This patch partially isolates ipv4 by adding the network namespace
structure in the structure sock, bind bucket and skbuf. When a socket
is created, the pointer to the network namespace is stored in the
struct sock and the socket belongs to the namespace by this way. That
allows to identify sockets related to a namespace for lookup and
procfs. 

The lookup is extended with a network namespace pointer, in
order to identify listen points binded to the same port. That allows
to have several applications binded to INADDR_ANY:port in different
network namespace without conflicting. The bind is checked against
port and network namespace.

When an outgoing packet has the loopback destination addres, the
skbuff is filled with the network namespace.
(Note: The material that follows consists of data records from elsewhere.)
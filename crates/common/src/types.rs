//! Core types for wg-admin

use crate::crypto::KeyPair;
use crate::{Error, Result};
use ipnetwork::IpNetwork;
use serde::{Deserialize, Serialize};
use std::net::IpAddr;
use std::str::FromStr;

/// Default WireGuard listen port for servers
pub const DEFAULT_LISTEN_PORT: u16 = 51820;

/// Persistent keepalive (seconds) written into client configurations
pub const DEFAULT_KEEPALIVE: u16 = 25;

/// A CIDR block, always held in canonical form (host bits cleared).
///
/// The canonical string (e.g. `10.1.2.0/24`) is the network's identity.
#[derive(Debug, Clone, Copy, PartialEq, Eq, Hash, Serialize, Deserialize)]
#[serde(try_from = "String", into = "String")]
pub struct Network(IpNetwork);

impl Network {
    /// Parse and canonicalize a CIDR. A bare address yields a single-host network.
    pub fn parse(s: &str) -> Result<Self> {
        let raw = IpNetwork::from_str(s.trim())
            .map_err(|e| Error::MalformedNetwork(format!("{}: {}", s, e)))?;
        Self::try_from(raw)
    }

    /// Base (network) address
    pub fn address(&self) -> IpAddr {
        self.0.network()
    }

    /// Prefix length
    pub fn prefix(&self) -> u8 {
        self.0.prefix()
    }

    pub fn is_ipv4(&self) -> bool {
        self.0.is_ipv4()
    }

    /// Whether `ip` is in the same address family as this network
    pub fn same_family(&self, ip: &IpAddr) -> bool {
        self.is_ipv4() == ip.is_ipv4()
    }
}

impl TryFrom<IpNetwork> for Network {
    type Error = Error;

    fn try_from(raw: IpNetwork) -> Result<Self> {
        IpNetwork::new(raw.network(), raw.prefix())
            .map(Network)
            .map_err(|e| Error::MalformedNetwork(format!("{}: {}", raw, e)))
    }
}

impl FromStr for Network {
    type Err = Error;

    fn from_str(s: &str) -> Result<Self> {
        Self::parse(s)
    }
}

impl TryFrom<String> for Network {
    type Error = Error;

    fn try_from(s: String) -> Result<Self> {
        Self::parse(&s)
    }
}

impl From<Network> for String {
    fn from(net: Network) -> Self {
        net.to_string()
    }
}

impl std::fmt::Display for Network {
    fn fmt(&self, f: &mut std::fmt::Formatter<'_>) -> std::fmt::Result {
        write!(f, "{}/{}", self.0.network(), self.0.prefix())
    }
}

/// Parse a single IP address
pub fn parse_address(s: &str) -> Result<IpAddr> {
    IpAddr::from_str(s.trim()).map_err(|e| Error::MalformedAddress(format!("{}: {}", s, e)))
}

/// Peer kind
#[derive(Debug, Clone, Copy, PartialEq, Eq, Serialize, Deserialize)]
#[serde(rename_all = "snake_case")]
pub enum PeerKind {
    Server,
    Client,
}

impl std::fmt::Display for PeerKind {
    fn fmt(&self, f: &mut std::fmt::Formatter<'_>) -> std::fmt::Result {
        match self {
            PeerKind::Server => write!(f, "server"),
            PeerKind::Client => write!(f, "client"),
        }
    }
}

/// A routing node. Its name is normally the public DNS name clients dial.
#[derive(Debug, Clone, PartialEq, Eq, Serialize, Deserialize)]
pub struct Server {
    pub name: String,
    pub ip: IpAddr,
    pub port: u16,
    /// Range this server routes for its clients
    pub allowed_ips: Network,
    /// Device used for forwarding (masquerade) traffic
    #[serde(default, skip_serializing_if = "Option::is_none")]
    pub device: Option<String>,
    pub keys: KeyPair,
}

impl Server {
    /// Create a server routing `allowed_ips`, with freshly generated keys
    pub fn new(name: impl Into<String>, ip: IpAddr, allowed_ips: Network) -> Self {
        Self {
            name: name.into(),
            ip,
            port: DEFAULT_LISTEN_PORT,
            allowed_ips,
            device: None,
            keys: KeyPair::generate(),
        }
    }

    pub fn with_port(mut self, port: u16) -> Self {
        self.port = port;
        self
    }

    pub fn with_device(mut self, device: impl Into<String>) -> Self {
        self.device = Some(device.into());
        self
    }

    pub fn with_allowed_ips(mut self, allowed_ips: Network) -> Self {
        self.allowed_ips = allowed_ips;
        self
    }

    pub fn with_keys(mut self, keys: KeyPair) -> Self {
        self.keys = keys;
        self
    }
}

/// A leaf device
#[derive(Debug, Clone, PartialEq, Eq, Serialize, Deserialize)]
pub struct Client {
    pub name: String,
    pub ip: IpAddr,
    pub keys: KeyPair,
}

impl Client {
    /// Create a client with freshly generated keys
    pub fn new(name: impl Into<String>, ip: IpAddr) -> Self {
        Self {
            name: name.into(),
            ip,
            keys: KeyPair::generate(),
        }
    }

    pub fn with_keys(mut self, keys: KeyPair) -> Self {
        self.keys = keys;
        self
    }
}

/// A WireGuard endpoint belonging to a network
#[derive(Debug, Clone, PartialEq, Eq, Serialize, Deserialize)]
#[serde(tag = "kind", rename_all = "snake_case")]
pub enum Peer {
    Server(Server),
    Client(Client),
}

impl Peer {
    pub fn kind(&self) -> PeerKind {
        match self {
            Peer::Server(_) => PeerKind::Server,
            Peer::Client(_) => PeerKind::Client,
        }
    }

    pub fn name(&self) -> &str {
        match self {
            Peer::Server(s) => &s.name,
            Peer::Client(c) => &c.name,
        }
    }

    pub fn ip(&self) -> IpAddr {
        match self {
            Peer::Server(s) => s.ip,
            Peer::Client(c) => c.ip,
        }
    }

    pub fn keys(&self) -> &KeyPair {
        match self {
            Peer::Server(s) => &s.keys,
            Peer::Client(c) => &c.keys,
        }
    }

    pub fn public_key(&self) -> &str {
        &self.keys().public_key
    }

    pub fn private_key(&self) -> &str {
        &self.keys().private_key
    }

    pub fn as_server(&self) -> Option<&Server> {
        match self {
            Peer::Server(s) => Some(s),
            Peer::Client(_) => None,
        }
    }

    pub fn as_client(&self) -> Option<&Client> {
        match self {
            Peer::Client(c) => Some(c),
            Peer::Server(_) => None,
        }
    }
}

impl From<Server> for Peer {
    fn from(server: Server) -> Self {
        Peer::Server(server)
    }
}

impl From<Client> for Peer {
    fn from(client: Client) -> Self {
        Peer::Client(client)
    }
}

impl std::fmt::Display for Peer {
    fn fmt(&self, f: &mut std::fmt::Formatter<'_>) -> std::fmt::Result {
        write!(f, "{} {} ({})", self.kind(), self.name(), self.ip())
    }
}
So the loopback packets
never go outside the namespace. This approach facilitate the migration
of loopback because identification is done by network namespace and
not by address. The loopback has been benchmarked by tbench and the
overhead is roughly 1.5 %

Replace-Subject: [Network namespace] ipv4 isolation
Signed-off-by: Daniel Lezcano <[EMAIL PROTECTED]> 
--
 include/linux/skbuff.h           |    2 ++
 include/net/inet_hashtables.h    |   34 ++++++++++++++++++++++++----------
 include/net/inet_timewait_sock.h |    1 +
 include/net/sock.h               |    4 ++++
 net/dccp/ipv4.c                  |    7 ++++---
 net/ipv4/af_inet.c               |    2 ++
 net/ipv4/inet_connection_sock.c  |    3 ++-
 net/ipv4/inet_diag.c             |    3 ++-
 net/ipv4/inet_hashtables.c       |    6 +++++-
 net/ipv4/inet_timewait_sock.c    |    1 +
 net/ipv4/ip_output.c             |    4 ++++
 net/ipv4/tcp_ipv4.c              |   25 ++++++++++++++++---------
 net/ipv4/udp.c                   |    7 +++++--
 13 files changed, 72 insertions(+), 27 deletions(-)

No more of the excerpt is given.